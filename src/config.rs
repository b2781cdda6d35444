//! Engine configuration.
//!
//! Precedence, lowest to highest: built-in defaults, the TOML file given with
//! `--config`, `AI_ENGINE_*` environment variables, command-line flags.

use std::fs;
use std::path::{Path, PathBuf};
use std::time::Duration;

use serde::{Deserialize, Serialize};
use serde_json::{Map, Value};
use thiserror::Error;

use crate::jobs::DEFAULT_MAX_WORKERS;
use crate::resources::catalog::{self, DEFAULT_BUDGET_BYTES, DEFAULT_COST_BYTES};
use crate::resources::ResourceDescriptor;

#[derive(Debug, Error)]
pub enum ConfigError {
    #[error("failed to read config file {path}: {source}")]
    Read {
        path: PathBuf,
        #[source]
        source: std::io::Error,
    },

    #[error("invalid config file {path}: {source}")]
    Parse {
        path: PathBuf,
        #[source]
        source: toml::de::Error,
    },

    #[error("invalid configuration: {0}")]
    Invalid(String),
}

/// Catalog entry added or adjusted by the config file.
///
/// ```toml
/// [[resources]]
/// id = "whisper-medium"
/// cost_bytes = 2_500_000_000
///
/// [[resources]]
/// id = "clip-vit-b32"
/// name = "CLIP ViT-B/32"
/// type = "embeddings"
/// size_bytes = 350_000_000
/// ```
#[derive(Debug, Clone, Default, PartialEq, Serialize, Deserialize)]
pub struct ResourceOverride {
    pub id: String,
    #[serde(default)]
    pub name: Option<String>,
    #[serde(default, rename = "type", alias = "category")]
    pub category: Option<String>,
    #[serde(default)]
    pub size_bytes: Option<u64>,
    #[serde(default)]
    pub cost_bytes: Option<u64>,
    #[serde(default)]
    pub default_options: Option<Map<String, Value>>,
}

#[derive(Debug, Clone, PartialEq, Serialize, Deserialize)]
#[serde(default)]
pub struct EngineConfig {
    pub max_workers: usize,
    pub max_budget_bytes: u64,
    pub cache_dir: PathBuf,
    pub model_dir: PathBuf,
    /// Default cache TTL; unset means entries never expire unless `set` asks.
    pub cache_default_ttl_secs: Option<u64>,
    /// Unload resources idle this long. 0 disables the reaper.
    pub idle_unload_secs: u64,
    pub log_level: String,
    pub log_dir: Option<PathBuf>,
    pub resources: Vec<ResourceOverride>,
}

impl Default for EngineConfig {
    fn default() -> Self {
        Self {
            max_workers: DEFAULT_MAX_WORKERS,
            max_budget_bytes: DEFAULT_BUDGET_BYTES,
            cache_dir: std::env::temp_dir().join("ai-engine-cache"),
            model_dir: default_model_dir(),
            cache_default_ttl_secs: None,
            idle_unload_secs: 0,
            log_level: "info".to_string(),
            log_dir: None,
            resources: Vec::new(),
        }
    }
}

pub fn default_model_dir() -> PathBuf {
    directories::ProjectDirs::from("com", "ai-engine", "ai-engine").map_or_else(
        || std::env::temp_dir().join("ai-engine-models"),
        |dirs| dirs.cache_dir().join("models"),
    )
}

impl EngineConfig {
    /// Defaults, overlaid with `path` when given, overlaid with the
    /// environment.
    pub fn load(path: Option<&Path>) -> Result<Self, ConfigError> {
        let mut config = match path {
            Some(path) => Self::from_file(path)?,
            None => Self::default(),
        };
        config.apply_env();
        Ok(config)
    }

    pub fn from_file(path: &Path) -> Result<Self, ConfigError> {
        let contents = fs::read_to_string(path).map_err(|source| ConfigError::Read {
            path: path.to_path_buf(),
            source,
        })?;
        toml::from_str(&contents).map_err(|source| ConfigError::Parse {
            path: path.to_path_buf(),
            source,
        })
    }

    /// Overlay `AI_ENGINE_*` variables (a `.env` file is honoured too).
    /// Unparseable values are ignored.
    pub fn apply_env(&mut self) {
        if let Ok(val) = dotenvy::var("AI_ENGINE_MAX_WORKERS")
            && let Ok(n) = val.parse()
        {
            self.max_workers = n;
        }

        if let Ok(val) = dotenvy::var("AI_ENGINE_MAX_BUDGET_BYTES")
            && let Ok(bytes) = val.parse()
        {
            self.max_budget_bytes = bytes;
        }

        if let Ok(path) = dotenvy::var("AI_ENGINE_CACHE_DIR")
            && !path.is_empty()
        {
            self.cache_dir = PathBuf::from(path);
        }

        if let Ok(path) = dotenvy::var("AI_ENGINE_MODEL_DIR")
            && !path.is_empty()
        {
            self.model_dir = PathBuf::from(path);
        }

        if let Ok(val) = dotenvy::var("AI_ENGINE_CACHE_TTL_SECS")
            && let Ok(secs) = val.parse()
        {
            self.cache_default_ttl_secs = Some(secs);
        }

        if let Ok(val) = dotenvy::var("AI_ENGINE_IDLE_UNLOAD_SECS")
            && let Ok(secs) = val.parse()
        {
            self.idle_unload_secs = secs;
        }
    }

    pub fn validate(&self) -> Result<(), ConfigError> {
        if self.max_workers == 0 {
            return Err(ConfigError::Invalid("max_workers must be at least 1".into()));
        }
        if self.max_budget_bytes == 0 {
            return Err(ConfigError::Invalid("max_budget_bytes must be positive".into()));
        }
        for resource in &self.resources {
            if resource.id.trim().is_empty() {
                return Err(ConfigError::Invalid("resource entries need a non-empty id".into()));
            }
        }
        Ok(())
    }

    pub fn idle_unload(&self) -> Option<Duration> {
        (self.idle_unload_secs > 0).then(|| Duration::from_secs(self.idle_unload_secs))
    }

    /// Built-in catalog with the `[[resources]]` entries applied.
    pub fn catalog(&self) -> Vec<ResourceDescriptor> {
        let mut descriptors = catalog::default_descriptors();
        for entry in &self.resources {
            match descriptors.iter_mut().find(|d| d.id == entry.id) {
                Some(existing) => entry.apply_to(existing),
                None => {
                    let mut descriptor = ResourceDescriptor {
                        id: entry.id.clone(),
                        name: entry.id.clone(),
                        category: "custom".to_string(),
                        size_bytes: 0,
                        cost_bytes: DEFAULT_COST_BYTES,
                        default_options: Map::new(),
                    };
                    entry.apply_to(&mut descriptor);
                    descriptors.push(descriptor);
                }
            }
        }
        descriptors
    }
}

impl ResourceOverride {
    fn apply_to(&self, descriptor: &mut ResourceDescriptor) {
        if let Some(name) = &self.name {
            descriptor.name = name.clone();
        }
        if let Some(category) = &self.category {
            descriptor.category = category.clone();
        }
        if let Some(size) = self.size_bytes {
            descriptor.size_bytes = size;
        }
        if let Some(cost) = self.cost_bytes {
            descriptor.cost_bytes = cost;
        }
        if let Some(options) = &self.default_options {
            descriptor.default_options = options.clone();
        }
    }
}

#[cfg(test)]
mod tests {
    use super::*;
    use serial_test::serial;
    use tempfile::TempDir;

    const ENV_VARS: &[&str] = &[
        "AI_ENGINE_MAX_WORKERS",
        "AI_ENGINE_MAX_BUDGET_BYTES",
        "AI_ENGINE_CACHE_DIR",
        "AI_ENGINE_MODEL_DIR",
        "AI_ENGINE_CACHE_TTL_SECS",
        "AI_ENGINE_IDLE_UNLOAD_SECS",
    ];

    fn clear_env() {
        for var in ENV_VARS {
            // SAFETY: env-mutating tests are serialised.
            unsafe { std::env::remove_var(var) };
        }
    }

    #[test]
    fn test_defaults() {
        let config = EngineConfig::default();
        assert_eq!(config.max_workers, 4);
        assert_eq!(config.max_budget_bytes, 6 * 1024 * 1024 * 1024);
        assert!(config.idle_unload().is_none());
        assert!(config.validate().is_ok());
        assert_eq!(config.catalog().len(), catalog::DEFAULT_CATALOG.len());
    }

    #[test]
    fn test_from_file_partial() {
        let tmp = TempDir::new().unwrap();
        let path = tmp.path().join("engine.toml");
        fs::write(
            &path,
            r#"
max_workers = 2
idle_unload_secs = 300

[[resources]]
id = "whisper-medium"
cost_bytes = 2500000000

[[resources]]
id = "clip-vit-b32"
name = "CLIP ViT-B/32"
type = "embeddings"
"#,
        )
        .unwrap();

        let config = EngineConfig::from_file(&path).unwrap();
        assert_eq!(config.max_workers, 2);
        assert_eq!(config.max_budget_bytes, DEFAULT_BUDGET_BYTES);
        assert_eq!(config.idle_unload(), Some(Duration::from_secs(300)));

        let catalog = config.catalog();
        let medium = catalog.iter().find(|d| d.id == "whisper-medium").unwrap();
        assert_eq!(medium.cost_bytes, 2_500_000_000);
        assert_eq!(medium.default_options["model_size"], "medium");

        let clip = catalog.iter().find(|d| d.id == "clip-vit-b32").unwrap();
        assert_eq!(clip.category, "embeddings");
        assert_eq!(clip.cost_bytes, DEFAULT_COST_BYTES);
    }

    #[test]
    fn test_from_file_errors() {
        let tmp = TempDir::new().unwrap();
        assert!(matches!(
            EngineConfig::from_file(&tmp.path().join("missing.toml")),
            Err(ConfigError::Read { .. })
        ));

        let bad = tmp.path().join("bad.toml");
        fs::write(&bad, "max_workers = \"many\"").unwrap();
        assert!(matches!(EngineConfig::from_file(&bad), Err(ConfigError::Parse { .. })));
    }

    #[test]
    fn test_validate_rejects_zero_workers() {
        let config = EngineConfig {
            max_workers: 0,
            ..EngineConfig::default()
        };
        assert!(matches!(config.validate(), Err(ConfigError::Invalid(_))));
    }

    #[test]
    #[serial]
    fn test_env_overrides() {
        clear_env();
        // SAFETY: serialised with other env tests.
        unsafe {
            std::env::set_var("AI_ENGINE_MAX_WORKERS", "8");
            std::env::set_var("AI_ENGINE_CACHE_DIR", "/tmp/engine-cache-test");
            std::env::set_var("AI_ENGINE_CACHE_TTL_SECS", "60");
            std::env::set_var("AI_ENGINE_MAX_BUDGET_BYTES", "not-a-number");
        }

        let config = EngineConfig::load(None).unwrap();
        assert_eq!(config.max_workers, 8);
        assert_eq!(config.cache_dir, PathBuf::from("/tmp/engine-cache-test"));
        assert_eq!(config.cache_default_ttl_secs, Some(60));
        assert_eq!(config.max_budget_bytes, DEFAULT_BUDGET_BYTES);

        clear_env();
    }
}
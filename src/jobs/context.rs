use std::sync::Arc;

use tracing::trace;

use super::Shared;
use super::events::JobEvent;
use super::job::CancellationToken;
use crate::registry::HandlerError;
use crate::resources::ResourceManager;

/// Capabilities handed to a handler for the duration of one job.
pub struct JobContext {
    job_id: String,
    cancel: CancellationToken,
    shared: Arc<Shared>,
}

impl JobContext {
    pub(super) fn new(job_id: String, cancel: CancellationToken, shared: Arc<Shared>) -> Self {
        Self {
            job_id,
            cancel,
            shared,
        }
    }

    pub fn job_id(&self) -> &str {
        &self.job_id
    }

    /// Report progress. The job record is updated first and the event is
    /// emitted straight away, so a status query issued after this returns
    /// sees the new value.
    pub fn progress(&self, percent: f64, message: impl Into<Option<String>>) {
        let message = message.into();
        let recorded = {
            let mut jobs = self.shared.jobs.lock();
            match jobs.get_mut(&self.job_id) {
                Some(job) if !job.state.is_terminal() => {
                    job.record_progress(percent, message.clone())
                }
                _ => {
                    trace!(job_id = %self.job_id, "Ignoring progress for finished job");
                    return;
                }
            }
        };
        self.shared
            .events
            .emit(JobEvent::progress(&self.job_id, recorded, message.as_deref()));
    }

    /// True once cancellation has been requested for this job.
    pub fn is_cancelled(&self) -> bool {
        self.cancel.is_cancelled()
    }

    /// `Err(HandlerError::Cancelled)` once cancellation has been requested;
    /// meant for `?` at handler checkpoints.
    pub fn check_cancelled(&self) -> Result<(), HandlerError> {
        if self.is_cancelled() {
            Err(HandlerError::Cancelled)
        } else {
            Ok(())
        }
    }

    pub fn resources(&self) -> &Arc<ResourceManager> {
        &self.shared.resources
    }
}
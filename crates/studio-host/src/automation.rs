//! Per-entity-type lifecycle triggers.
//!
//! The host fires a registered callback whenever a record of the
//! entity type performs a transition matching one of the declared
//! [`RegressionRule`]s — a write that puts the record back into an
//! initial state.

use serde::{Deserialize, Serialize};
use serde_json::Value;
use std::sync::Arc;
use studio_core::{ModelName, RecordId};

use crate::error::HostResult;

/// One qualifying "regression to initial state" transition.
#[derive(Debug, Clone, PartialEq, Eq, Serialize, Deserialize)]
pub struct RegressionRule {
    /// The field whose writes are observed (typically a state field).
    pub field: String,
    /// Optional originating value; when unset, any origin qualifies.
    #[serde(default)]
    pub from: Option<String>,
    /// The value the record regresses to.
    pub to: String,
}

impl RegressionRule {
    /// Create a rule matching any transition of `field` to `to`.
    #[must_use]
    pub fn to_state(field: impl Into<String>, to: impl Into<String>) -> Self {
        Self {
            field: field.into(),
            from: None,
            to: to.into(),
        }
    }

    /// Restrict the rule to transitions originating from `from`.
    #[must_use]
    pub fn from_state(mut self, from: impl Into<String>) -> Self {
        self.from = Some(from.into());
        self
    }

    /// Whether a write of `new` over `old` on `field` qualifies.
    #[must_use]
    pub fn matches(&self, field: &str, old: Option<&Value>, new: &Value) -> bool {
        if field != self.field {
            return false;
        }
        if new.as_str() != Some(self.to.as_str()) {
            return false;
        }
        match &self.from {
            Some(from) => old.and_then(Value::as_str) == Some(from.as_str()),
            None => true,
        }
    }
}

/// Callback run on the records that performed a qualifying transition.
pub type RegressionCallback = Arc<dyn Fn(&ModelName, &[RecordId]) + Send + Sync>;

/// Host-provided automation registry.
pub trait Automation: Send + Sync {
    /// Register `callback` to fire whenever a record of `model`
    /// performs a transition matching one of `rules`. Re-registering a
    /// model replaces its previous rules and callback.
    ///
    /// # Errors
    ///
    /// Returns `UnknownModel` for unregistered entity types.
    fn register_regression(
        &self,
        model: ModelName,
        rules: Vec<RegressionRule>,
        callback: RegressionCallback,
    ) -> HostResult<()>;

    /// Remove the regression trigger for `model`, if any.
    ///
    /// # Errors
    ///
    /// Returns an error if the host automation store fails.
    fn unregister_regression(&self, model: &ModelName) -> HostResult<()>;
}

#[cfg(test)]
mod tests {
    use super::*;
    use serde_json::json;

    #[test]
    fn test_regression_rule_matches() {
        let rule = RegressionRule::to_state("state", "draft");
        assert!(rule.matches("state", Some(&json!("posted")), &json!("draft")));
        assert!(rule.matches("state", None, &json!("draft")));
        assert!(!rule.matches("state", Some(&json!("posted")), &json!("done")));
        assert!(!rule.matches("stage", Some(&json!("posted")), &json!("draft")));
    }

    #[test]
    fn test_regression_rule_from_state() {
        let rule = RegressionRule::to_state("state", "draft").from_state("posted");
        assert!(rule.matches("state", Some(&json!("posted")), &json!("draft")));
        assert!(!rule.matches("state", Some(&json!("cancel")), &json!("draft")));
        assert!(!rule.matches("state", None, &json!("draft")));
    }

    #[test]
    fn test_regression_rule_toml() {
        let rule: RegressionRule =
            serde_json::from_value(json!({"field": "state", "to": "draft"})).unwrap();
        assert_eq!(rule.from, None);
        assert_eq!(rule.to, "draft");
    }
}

WORK REQUIRED ▸ Give back, unchanged, the run of lines in the listing above that begins at the line containing "if self.max_budget_bytes == 0" and ends at the line containing "pub fn idle_unload(&self)", both included.

TASK ANSWER ▸
        if self.max_budget_bytes == 0 {
            return Err(ConfigError::Invalid("max_budget_bytes must be positive".into()));
        }
        for resource in &self.resources {
            if resource.id.trim().is_empty() {
                return Err(ConfigError::Invalid("resource entries need a non-empty id".into()));
            }
        }
        Ok(())
    }

    pub fn idle_unload(&self) -> Option<Duration> {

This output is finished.